The statute involved in this situation is entitled “Pennsylvania Uniform Firearms Act of 1995,” Act of June 13, 1995, First Special Session, PL. 1024 no. 17. (18 Pa.C.S. §6101 et seq.)
Petitioner suggests that he was denied a permit because he was “convicted of a crime punishable by imprisonment for a term exceeding one year ....” Section 6109(e)(viii). Apparently, there is no dispute as to the status of the applicant’s record.
*216The applicant, however, suggests that the definition of “crime punishable by imprisonment exceeding one year” is in fact a term that is defined under section 6102 of the Act and that a fair reading of said definition section indicates that he should not be precluded as a result of his conviction.
The definition of “crime punishable by imprisonment exceeding one year” does not apply to state offenses classified as misdemeanors and punishable by “a term of imprisonment not to exceed two years,” according to the statute. See 75 Pa.C.S. §6102.
Thus, while the sheriff apparently acted based on his interpretation of the literal provisions of section 6109(e)(8), it certainly can be argued that the definition of a “term exceeding one year” in fact does not mean what it says, but rather means “a term of imprisonment not to exceed two years.” This is clearly an ambiguity if not an outright conflict and the question might be which interpretation should prevail.
The Constitution of the United States with respect to Amendment no. 2 provides for the right of citizens to keep and bear arms.
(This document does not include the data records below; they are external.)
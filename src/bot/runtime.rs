//! Bot runtime - Polling and Webhook runners.

use teloxide::prelude::*;
use tracing::info;

use super::dispatcher::ThrottledBot;
use super::webhook::start_webhook;
use crate::config::{BotMode, Config};

/// Run the bot with the configured mode.
///
/// Automatically selects between polling and webhook based on config.
pub async fn run(
    config: &Config,
    mut dispatcher: Dispatcher<ThrottledBot, anyhow::Error, teloxide::dispatching::DefaultKey>,
    bot: ThrottledBot,
) -> anyhow::Result<()> {
    match config.bot_mode {
        BotMode::Polling => {
            info!("Starting bot in polling mode...");
            dispatcher.dispatch().await;
            Ok(())
        }
        BotMode::Webhook => {
            info!("Starting bot in webhook mode...");
            start_webhook(config, dispatcher, bot).await
        }
    }
}
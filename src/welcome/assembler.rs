//! Message plan assembly.

use thiserror::Error;
use tracing::{error, warn};

use super::event::JoinEvent;
use super::media::{resolve_media, FileProbe, MediaSource};
use super::member::resolve_member_id;
use super::template::Segment;
use crate::config::WelcomeConfig;

/// Platform-agnostic greeting, ready for the transport to render.
#[derive(Debug, Clone, PartialEq, Eq)]
pub struct MessagePlan {
    pub member_id: String,
    pub segments: Vec<Segment>,
    pub media: Option<MediaSource>,
}

#[derive(Debug, Error, PartialEq, Eq)]
pub enum AssembleError {
    #[error("could not determine the new member's id")]
    MissingMemberId,
}

/// Build the greeting for a classified join.
///
/// Fails only when no member id can be found. Image problems are logged and
/// leave the plan without media.
pub fn assemble(
    join: &JoinEvent,
    config: &WelcomeConfig,
    probe: &dyn FileProbe,
) -> Result<MessagePlan, AssembleError> {
    let member_id = match join {
        JoinEvent::Structured { new_member_id } => Some(new_member_id.clone()),
        JoinEvent::Heuristic(msg) => resolve_member_id(msg),
    }
    .filter(|id| !id.trim().is_empty())
    .ok_or(AssembleError::MissingMemberId)?;

    let segments = config.template.compile(&member_id);

    let media = match resolve_media(config.image_path.as_deref(), &config.default_image_path, probe) {
        Ok(Some(media)) => Some(media),
        Ok(None) => {
            let default = config.default_image_path.display().to_string();
            warn!(
                "Welcome image not found (path: {})",
                config.image_path.as_deref().unwrap_or(&default)
            );
            None
        }
        Err(e) => {
            error!("Failed to load welcome image: {}", e);
            None
        }
    };

    Ok(MessagePlan {
        member_id,
        segments,
        media,
    })
}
In addition, the Firearms Act in Pennsylvania basically indicates that the sheriff should issue the requested permit except in certain enumerated situations. It is the belief of this court that it is an inherent right of our citizens to keep and bear arms, and that, while the government may infringe upon that right, it may only do so under appropriate circumstances; it should then only do so in clear and unambiguous terms.
Because the definition section in the Act appears to be quite clear to this court and because the exclusion section, subsection 8, does not indicate in terms similar to “not withstanding the definition in the definition,” we think the ambiguity must, as a matter of common *217sense and perhaps constitutional law, inure in favor of the applicant.
Accordingly, it appears that the request of Mr. Brown in this matter to reverse the action of the Perry County Sheriff is appropriate, assuming that Mr. Brown meets all other criteria as set forth in the Act.
Thus, we will order the sheriff to issue the requested permit.
ORDER
And now, July 11, 1997, it is directed that the appeal of Richard A. Brown in this matter be sustained and that the Sheriff of Perry County not withhold a permit from Mr. Brown under the provisions of subsection 8 of section 6102(e).